### Requirement
Which lines of the records contain "operations"? Collect every one of them.

Stored items:

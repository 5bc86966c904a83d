//! Resolving `name=scheme@address` arguments into bound sockets.

use std::fmt;
use std::str::FromStr;

use dbzmq_core::OperationTable;
use tracing::{error, info, warn};

use super::{Scheme, TransportHandle};
use crate::config::GatewayConfig;
use crate::error::GatewayError;
use crate::registry::Registry;

/// One `name=scheme@address` command-line argument.
#[derive(Debug, Clone, PartialEq, Eq)]
pub struct BindingSpec {
    /// Operation name to look up in the plugin's table.
    pub operation: String,
    /// Everything after the first `=`, e.g. `rep@tcp://127.0.0.1:17700`.
    pub endpoint: String,
}

impl BindingSpec {
    /// Splits `arg` at its first `=`.
    ///
    /// # Errors
    ///
    /// Returns [`GatewayError::InvalidBinding`] if there is no `=` or either
    /// side is empty.
    pub fn parse(arg: &str) -> Result<Self, GatewayError> {
        match arg.split_once('=') {
            Some((operation, endpoint)) if !operation.is_empty() && !endpoint.is_empty() => {
                Ok(Self {
                    operation: operation.to_string(),
                    endpoint: endpoint.to_string(),
                })
            }
            _ => Err(GatewayError::InvalidBinding {
                arg: arg.to_string(),
            }),
        }
    }
}

impl FromStr for BindingSpec {
    type Err = GatewayError;

    fn from_str(s: &str) -> Result<Self, Self::Err> {
        Self::parse(s)
    }
}

impl fmt::Display for BindingSpec {
    fn fmt(&self, f: &mut fmt::Formatter<'_>) -> fmt::Result {
        write!(f, "{}={}", self.operation, self.endpoint)
    }
}

/// Resolves `spec` against `table`, binds a socket, and attaches it.
///
/// Nothing is bound unless the operation exists, has a callback, is not
/// bound yet, and the scheme is known. Returns the operation's index.
///
/// # Errors
///
/// [`GatewayError::UnknownOperation`], [`GatewayError::MissingCallback`],
/// [`GatewayError::UnknownScheme`], [`GatewayError::InvalidBinding`] for a
/// missing address, [`GatewayError::AlreadyBound`], or
/// [`GatewayError::Bind`] with the transport's error text.
pub fn bind(
    context: &zmq::Context,
    table: &OperationTable,
    registry: &mut Registry,
    spec: &BindingSpec,
    config: &GatewayConfig,
) -> Result<usize, GatewayError> {
    let index = table
        .position(&spec.operation)
        .ok_or_else(|| GatewayError::UnknownOperation {
            name: spec.operation.clone(),
        })?;
    let Some(operation) = table.get(index).filter(|op| op.callback().is_some()) else {
        return Err(GatewayError::MissingCallback {
            name: spec.operation.clone(),
        });
    };
    let (scheme, address) = Scheme::parse(&spec.endpoint)?;
    if registry.is_bound(index) {
        return Err(GatewayError::AlreadyBound {
            name: spec.operation.clone(),
        });
    }

    let bind_error = |err: zmq::Error| GatewayError::Bind {
        address: address.to_string(),
        message: err.to_string(),
    };
    let socket = context.socket(scheme.socket_type()).map_err(bind_error)?;
    socket.set_linger(config.linger_ms()).map_err(bind_error)?;
    socket.bind(address).map_err(bind_error)?;

    if scheme.expects_reply() != operation.reply_capable() {
        warn!(
            op = operation.key(),
            %scheme,
            reply_capable = operation.reply_capable(),
            "binding scheme does not match the operation's declared reply behavior"
        );
    }

    registry.attach(
        index,
        TransportHandle::new(socket, scheme, address, operation.key()),
    )?;
    info!(op = operation.key(), %scheme, address, "operation bound");
    Ok(index)
}

/// Parses and binds every argument, reporting each failure.
///
/// Every argument is attempted even after a failure so the log lists all of
/// them. Returns the number of bound operations.
///
/// # Errors
///
/// [`GatewayError::NoBindings`] if `args` is empty, otherwise
/// [`GatewayError::BindFailures`] if any argument failed.
pub fn bind_all<S: AsRef<str>>(
    context: &zmq::Context,
    table: &OperationTable,
    registry: &mut Registry,
    args: &[S],
    config: &GatewayConfig,
) -> Result<usize, GatewayError> {
    if args.is_empty() {
        return Err(GatewayError::NoBindings);
    }
    let mut failed = 0;
    for arg in args {
        let arg = arg.as_ref();
        let result = BindingSpec::parse(arg)
            .and_then(|spec| bind(context, table, registry, &spec, config));
        if let Err(err) = result {
            error!(binding = arg, error = %err, "binding failed");
            failed += 1;
        }
    }
    if failed > 0 {
        return Err(GatewayError::BindFailures {
            failed,
            total: args.len(),
        });
    }
    Ok(registry.bound_count())
}

#[cfg(test)]
mod tests {
    use dbzmq_core::{emit, Operation};

    use super::*;

    fn table() -> OperationTable {
        OperationTable::new(vec![
            Operation::new("put (k++v) -> k++v", false, |input, cont| {
                emit(cont, input);
                input.len()
            }),
            Operation::new("get (k) -> k++v", true, |input, cont| {
                emit(cont, input);
                input.len()
            }),
            Operation::without_callback("stat", true),
        ])
    }

    fn spec(arg: &str) -> BindingSpec {
        BindingSpec::parse(arg).unwrap()
    }

    #[test]
    fn parses_name_and_endpoint() {
        let spec = spec("get=rep@tcp://127.0.0.1:17700");
        assert_eq!(spec.operation, "get");
        assert_eq!(spec.endpoint, "rep@tcp://127.0.0.1:17700");
        assert_eq!(spec.to_string(), "get=rep@tcp://127.0.0.1:17700");
    }

    #[test]
    fn splits_at_first_equals_only() {
        let spec: BindingSpec = "put=pull@ipc:///tmp/a=b".parse().unwrap();
        assert_eq!(spec.operation, "put");
        assert_eq!(spec.endpoint, "pull@ipc:///tmp/a=b");
    }

    #[test]
    fn rejects_malformed_arguments() {
        for arg in ["get", "=rep@tcp://x:1", "get=", ""] {
            assert!(
                matches!(BindingSpec::parse(arg), Err(GatewayError::InvalidBinding { .. })),
                "{arg}"
            );
        }
    }

    #[test]
    fn binds_known_operation() {
        let ctx = zmq::Context::new();
        let table = table();
        let mut registry = Registry::new(table.count());
        let index = bind(
            &ctx,
            &table,
            &mut registry,
            &spec("get=rep@inproc://binder-get"),
            &GatewayConfig::default(),
        )
        .unwrap();
        assert_eq!(index, 1);
        let handle = registry.get(1).unwrap();
        assert_eq!(handle.op(), "get");
        assert_eq!(handle.scheme(), Scheme::Rep);
        assert_eq!(handle.address(), "inproc://binder-get");
        registry.close_all();
    }

    #[test]
    fn unknown_operation_binds_nothing() {
        let ctx = zmq::Context::new();
        let table = table();
        let mut registry = Registry::new(table.count());
        let err = bind(
            &ctx,
            &table,
            &mut registry,
            &spec("ge=rep@inproc://binder-ge"),
            &GatewayConfig::default(),
        )
        .unwrap_err();
        assert!(matches!(err, GatewayError::UnknownOperation { ref name } if name == "ge"));
        assert_eq!(registry.bound_count(), 0);
    }

    #[test]
    fn operation_without_callback_cannot_bind() {
        let ctx = zmq::Context::new();
        let table = table();
        let mut registry = Registry::new(table.count());
        let err = bind(
            &ctx,
            &table,
            &mut registry,
            &spec("stat=rep@inproc://binder-stat"),
            &GatewayConfig::default(),
        )
        .unwrap_err();
        assert!(matches!(err, GatewayError::MissingCallback { .. }));
    }

    #[test]
    fn unknown_scheme_is_rejected_before_binding() {
        let ctx = zmq::Context::new();
        let table = table();
        let mut registry = Registry::new(table.count());
        let err = bind(
            &ctx,
            &table,
            &mut registry,
            &spec("get=bogus@inproc://binder-bogus"),
            &GatewayConfig::default(),
        )
        .unwrap_err();
        assert!(matches!(err, GatewayError::UnknownScheme { .. }));
        assert_eq!(registry.bound_count(), 0);
    }

    #[test]
    fn second_binding_of_same_operation_is_rejected() {
        let ctx = zmq::Context::new();
        let table = table();
        let mut registry = Registry::new(table.count());
        let config = GatewayConfig::default();
        bind(&ctx, &table, &mut registry, &spec("get=rep@inproc://binder-one"), &config).unwrap();
        let err = bind(&ctx, &table, &mut registry, &spec("get=rep@inproc://binder-two"), &config)
            .unwrap_err();
        assert!(matches!(err, GatewayError::AlreadyBound { .. }));
        registry.close_all();
    }

    #[test]
    fn address_in_use_reports_transport_error() {
        let ctx = zmq::Context::new();
        let table = table();
        let mut registry = Registry::new(table.count());
        let config = GatewayConfig::default();
        bind(&ctx, &table, &mut registry, &spec("put=pull@inproc://binder-taken"), &config)
            .unwrap();
        let err = bind(&ctx, &table, &mut registry, &spec("get=rep@inproc://binder-taken"), &config)
            .unwrap_err();
        match err {
            GatewayError::Bind { address, message } => {
                assert_eq!(address, "inproc://binder-taken");
                assert!(!message.is_empty());
            }
            other => panic!("expected Bind, got {other:?}"),
        }
        assert!(!registry.is_bound(1));
        registry.close_all();
    }

    #[test]
    fn unsupported_transport_reports_transport_error() {
        let ctx = zmq::Context::new();
        let table = table();
        let mut registry = Registry::new(table.count());
        let err = bind(
            &ctx,
            &table,
            &mut registry,
            &spec("get=rep@nosuchproto://x"),
            &GatewayConfig::default(),
        )
        .unwrap_err();
        assert!(matches!(err, GatewayError::Bind { .. }));
    }

    #[test]
    fn bind_all_attempts_every_argument() {
        let ctx = zmq::Context::new();
        let table = table();
        let mut registry = Registry::new(table.count());
        let args = [
            "nope=rep@inproc://binder-all-a",
            "get=rep@inproc://binder-all-b",
            "malformed",
        ];
        let err = bind_all(&ctx, &table, &mut registry, &args, &GatewayConfig::default())
            .unwrap_err();
        assert!(matches!(err, GatewayError::BindFailures { failed: 2, total: 3 }));
        assert!(registry.is_bound(1));
        registry.close_all();
    }

    #[test]
    fn bind_all_without_arguments_is_an_error() {
        let ctx = zmq::Context::new();
        let table = table();
        let mut registry = Registry::new(table.count());
        let args: [&str; 0] = [];
        let err = bind_all(&ctx, &table, &mut registry, &args, &GatewayConfig::default())
            .unwrap_err();
        assert!(matches!(err, GatewayError::NoBindings));
    }
}
//! Byte-keyed ordered storage trait underneath the built-in backends.
//!
//! [`KvEngine`] is the innermost layer: it stores and orders raw keys and
//! knows nothing about framing or continuations. [`KvBackend`](super::KvBackend)
//! turns any engine into an operation table.

/// Ordered key-value storage over raw bytes.
///
/// All operations are synchronous. Keys compare lexicographically.
pub trait KvEngine: Send + Sync + 'static {
    /// Insert or replace the value stored under `key`.
    ///
    /// # Errors
    ///
    /// Returns an error if the write could not be applied.
    fn put(&self, key: &[u8], value: &[u8]) -> anyhow::Result<()>;

    /// Value stored under `key`, or `None` if absent.
    ///
    /// # Errors
    ///
    /// Returns an error if the read failed.
    fn get(&self, key: &[u8]) -> anyhow::Result<Option<Vec<u8>>>;

    /// Remove `key`. Returns whether it was present.
    ///
    /// # Errors
    ///
    /// Returns an error if the removal could not be applied.
    fn remove(&self, key: &[u8]) -> anyhow::Result<bool>;

    /// The first entry whose key sorts strictly after `key`.
    ///
    /// An empty `key` yields the first entry.
    ///
    /// # Errors
    ///
    /// Returns an error if the scan failed.
    fn successor(&self, key: &[u8]) -> anyhow::Result<Option<(Vec<u8>, Vec<u8>)>>;

    /// Make every write applied so far durable.
    ///
    /// # Errors
    ///
    /// Returns an error if the sync failed.
    fn flush(&self) -> anyhow::Result<()>;

    /// Number of stored entries.
    fn len(&self) -> usize;

    /// Whether the engine stores nothing.
    fn is_empty(&self) -> bool {
        self.len() == 0
    }
}
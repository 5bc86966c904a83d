//! Backend that stores nothing and echoes every input.
//!
//! Useful for measuring transport and dispatch overhead in isolation: every
//! operation returns its input unchanged, so a `get` over request/reply
//! answers with the key it was sent.

use std::sync::Arc;

use dbzmq_core::{emit, names, Backend, Continuation, Operation, OperationTable};

/// Echo-only backend.
pub struct NullBackend;

fn echo(input: &[u8], cont: Option<&mut dyn Continuation>) -> usize {
    if input.is_empty() {
        return 0;
    }
    emit(cont, input);
    input.len()
}

impl Backend for NullBackend {
    fn name(&self) -> &str {
        "null"
    }

    fn operations(self: Arc<Self>) -> OperationTable {
        [
            (names::PUT, false),
            (names::GET, true),
            (names::DEL, false),
            (names::WALK, true),
        ]
        .into_iter()
        .map(|(name, reply_capable)| Operation::new(name, reply_capable, echo))
        .collect()
    }
}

### Your solution
/// them. Returns the number of bound operations.
/// All operations are synchronous. Keys compare lexicographically.
    fn operations(self: Arc<Self>) -> OperationTable {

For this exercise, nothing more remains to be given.